They look amazing. All across the internet, you can find them: images of rocks, stones, and pebbles assembled into elaborate, sometimes gravity-defying stacks.

These eye-catching photos, usually framed against stunning natural backdrops, evoke an almost mystical sense of calmness when we see them. But there's a dark side to their contrived wonder, researchers warn.

"It's a global phenomenon … anywhere there [are] rocks, this trend is really taking off," ecologist Nick Clemann from Australia's Arthur Rylah Institute for Environmental Research told ABC News.

"[But] last year we started finding it within the habitat of some of the endangered species we work on. That really started to ring alarm bells."

The problem, as Clemann explains, is something environmentalists have been telling us for years: when people rearrange the rocks they discover in natural landscapes – whether beaches, forests, deserts, or otherwise – those aren't just rocks they're shifting around.

What might seem like a lifeless stone simply lying in the sand or in a riverbed could actually be an integral part of an animal's home environment. By disturbing it for the sake of a photograph, you could be putting creatures and potentially even species at risk.
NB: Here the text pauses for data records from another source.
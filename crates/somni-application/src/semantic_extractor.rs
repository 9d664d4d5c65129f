//! Capability-backed extraction fallback.
//!
//! Invoked only when the deterministic pass plus prior session fields
//! still leave the age unknown at low confidence. Strictly best-effort:
//! every failure path returns `None` and the session continues with
//! whatever the deterministic pass produced.

use crate::generation::complete_with_timeout;
use serde::Deserialize;
use somni_core::capability::CompletionAgent;
use somni_core::fields::{ExtractedFields, MainIssue};
use somni_core::time::ClockTime;
use std::sync::Arc;
use std::time::Duration;
use tracing::{debug, warn};

const EXTRACT_TIMEOUT: Duration = Duration::from_secs(8);

/// Confidence reported when the fallback resolves the age.
const CONFIDENCE_AGE_FOUND: f32 = 0.5;
/// Confidence reported when even the fallback could not find it.
const CONFIDENCE_AGE_MISSING: f32 = 0.2;

/// What the capability is asked to return.
#[derive(Debug, Deserialize)]
struct SemanticReply {
    age_months: Option<u32>,
    wake_time: Option<String>,
    bedtime: Option<String>,
    naps_count: Option<u32>,
    nap_lengths: Option<String>,
    main_issue: Option<String>,
}

pub struct SemanticExtractorService {
    agent: Arc<dyn CompletionAgent>,
}

impl SemanticExtractorService {
    pub fn new(agent: Arc<dyn CompletionAgent>) -> Self {
        Self { agent }
    }

    /// Best-effort semantic extraction; `None` means "no fallback info
    /// available", never an error.
    pub async fn extract(&self, text: &str) -> Option<ExtractedFields> {
        let prompt = extraction_prompt(text);
        let reply = match complete_with_timeout(self.agent.as_ref(), &prompt, EXTRACT_TIMEOUT).await
        {
            Ok(reply) => reply,
            Err(err) => {
                warn!(error = %err, "Semantic extraction failed, continuing without it");
                return None;
            }
        };
        match parse_reply(&reply) {
            Some(fields) => {
                debug!(age_months = ?fields.age_months, "Semantic extraction succeeded");
                Some(fields)
            }
            None => {
                warn!("Semantic extraction returned an unusable reply");
                None
            }
        }
    }
}

fn extraction_prompt(text: &str) -> String {
    format!(
        "Extract sleep-related details about a child from the parent's message below.\n\
         Return only a JSON object with these keys (use null for anything not stated):\n\
         {{\"age_months\": number, \"wake_time\": \"HH:MM\", \"bedtime\": \"HH:MM\", \
         \"naps_count\": number, \"nap_lengths\": string, \
         \"main_issue\": one of \"night_wakings\", \"short_naps\", \"early_rising\", \
         \"bedtime_resistance\", \"self_settling\"}}\n\
         No markdown formatting, no code blocks, no commentary.\n\n\
         Message:\n{text}"
    )
}

/// Tolerates code fences and surrounding prose by slicing the outermost
/// JSON object out of the reply.
fn parse_reply(reply: &str) -> Option<ExtractedFields> {
    let start = reply.find('{')?;
    let end = reply.rfind('}')?;
    if end < start {
        return None;
    }
    let parsed: SemanticReply = serde_json::from_str(&reply[start..=end]).ok()?;

    let age_months = parsed.age_months.filter(|m| *m <= 72);
    let mut fields = ExtractedFields {
        age_months,
        wake_time: parsed.wake_time.as_deref().and_then(ClockTime::parse),
        bedtime: parsed.bedtime.as_deref().and_then(ClockTime::parse),
        naps_count: parsed.naps_count,
        nap_lengths: parsed.nap_lengths,
        main_issue: parsed
            .main_issue
            .as_deref()
            .and_then(|s| s.parse::<MainIssue>().ok()),
        confidence_score: 0.0,
        assumptions: Vec::new(),
    };
    fields.confidence_score = if fields.age_months.is_some() {
        CONFIDENCE_AGE_FOUND
    } else {
        CONFIDENCE_AGE_MISSING
    };
    Some(fields)
}
//! Session domain types.
//!
//! A session is client-held: the full transcript and extracted fields are
//! round-tripped between client and server on every turn, so the core never
//! stores them.

pub mod message;
pub mod model;

pub use message::{ChatMessage, MessageRole};
pub use model::SessionState;
//! The external content-generation capability boundary.
//!
//! Everything the pipeline needs from a language model goes through
//! [`CompletionAgent`]: one prompt in, one text completion out. At least two
//! named instances exist in a deployment (a fast one and a higher-quality
//! one); callers pick per use and wrap every call in their own timeout.

use async_trait::async_trait;
use std::time::Duration;
use thiserror::Error;

/// Errors surfaced by a [`CompletionAgent`] call.
#[derive(Error, Debug, Clone)]
pub enum CapabilityError {
    /// The call did not complete within the caller-supplied deadline.
    #[error("Capability call timed out after {timeout_ms}ms")]
    Timeout { timeout_ms: u64 },

    /// The remote capability answered with an error status.
    #[error("Capability process error (status: {status_code:?}): {message}")]
    Process {
        status_code: Option<u16>,
        message: String,
        is_retryable: bool,
        retry_after: Option<Duration>,
    },

    /// The call could not be issued or its response could not be used.
    #[error("Capability execution failed: {0}")]
    ExecutionFailed(String),

    /// Anything else.
    #[error("{0}")]
    Other(String),
}

impl CapabilityError {
    /// Creates a Process error carrying a server-suggested retry delay.
    pub fn process_with_retry_after(
        status_code: u16,
        message: impl Into<String>,
        is_retryable: bool,
        retry_after: Duration,
    ) -> Self {
        Self::Process {
            status_code: Some(status_code),
            message: message.into(),
            is_retryable,
            retry_after: Some(retry_after),
        }
    }

    /// Check if this is a timeout
    pub fn is_timeout(&self) -> bool {
        matches!(self, Self::Timeout { .. })
    }

    /// Check if retrying the same call could succeed
    pub fn is_retryable(&self) -> bool {
        match self {
            Self::Timeout { .. } => true,
            Self::Process { is_retryable, .. } => *is_retryable,
            _ => false,
        }
    }
}

/// A named text-completion capability instance.
///
/// Implementations must be cheap to share (`Arc<dyn CompletionAgent>`); the
/// pipeline holds one handle per instance and never constructs agents
/// per-turn.
#[async_trait]
pub trait CompletionAgent: Send + Sync {
    /// Stable instance name, used in logs ("claude", "gemini", ...).
    fn name(&self) -> &str;

    /// Sends one prompt and returns the completion text.
    async fn complete(&self, prompt: &str) -> Result<String, CapabilityError>;
}

#[cfg(test)]
mod tests {
    use super::*;

    struct EchoAgent;

    #[async_trait]
    impl CompletionAgent for EchoAgent {
        fn name(&self) -> &str {
            "echo"
        }

        async fn complete(&self, prompt: &str) -> Result<String, CapabilityError> {
            Ok(prompt.to_string())
        }
    }

    #[tokio::test]
    async fn trait_object_is_callable() {
        let agent: Box<dyn CompletionAgent> = Box::new(EchoAgent);
        let out = agent.complete("hello").await.unwrap();
        assert_eq!(out, "hello");
        assert_eq!(agent.name(), "echo");
    }

    #[test]
    fn timeout_is_retryable() {
        assert!(CapabilityError::Timeout { timeout_ms: 100 }.is_retryable());
        assert!(!CapabilityError::ExecutionFailed("bad".into()).is_retryable());
    }
}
As opposed to cairns – large, stacked piles of rocks that have been used by humans as monuments and path markers since prehistoric times – the boom in contemporary rock-stacking on social media is purely aesthetic, critics say.

"Rock stacking is a way of quickly making your mark and having an image of it," John Hourston from environmental nonprofit the Blue Planet Society told The New Yorker in 2018.

"People are posting pictures of them on Instagram, saying, 'I've been here and I made this'."

That might seem like a harmless pursuit, but it isn't harmless for species who make their home in rocky enclaves, with the stones providing both shelter from the elements and defence from predators.

"That's what the animals live under and any disturbance to that can mean that the animals are pushed out," Clemann told the ABC.

"Some of the endangered species we work on occur in tiny colonies in little rock outcrops, and a bit of stacking in that area can rapidly mean that colony is no longer viable… [It] destroys the burrow system for those lizards and it can knock those colonies out."

According to Clemann, the problem can present itself even when well-meaning rock-balancers replace the rocks where they originally found them, because even the simple act of removing stones once can be enough to disrupt animals, who may then have to abandon their compromised habitat.

Another issue is soil erosion, where rock removal exposes previously hidden soil, making it more likely to wash away, which diminishes the land that plants can grow in.

The disturbances threaten animals in aquatic environments too, just as they do on land.

"Rock stacking can be detrimental to the sensitive ecosystems of rivers and streams," the website of the Ausable River Association explains.

"Moving rocks from the river displaces important ecosystem structure for fish and aquatic invertebrates. Many [fish] species lay eggs in crevices between rocks, and moving them can result in altered flows, which could wash away the eggs or expose the fry to predators."

While conservationists understand that most people taking rock-stack images have no ill intent and are simply trying to capture beautiful images in the outdoors, they say it's time people woke up to the realities of what their habit might actually be doing to the natural environment they're supposedly celebrating.

"People are doing it with no education of the environment so they don't know what site they're in - whether the site has any wildlife significance or historic significance," Hourston told BBC News in 2018.

"Everything has its place. I think creativity is great and I think getting into the environment is great, but with the growth of social media it's reached a point where everybody's doing it… The first rule of the environment is leave no trace."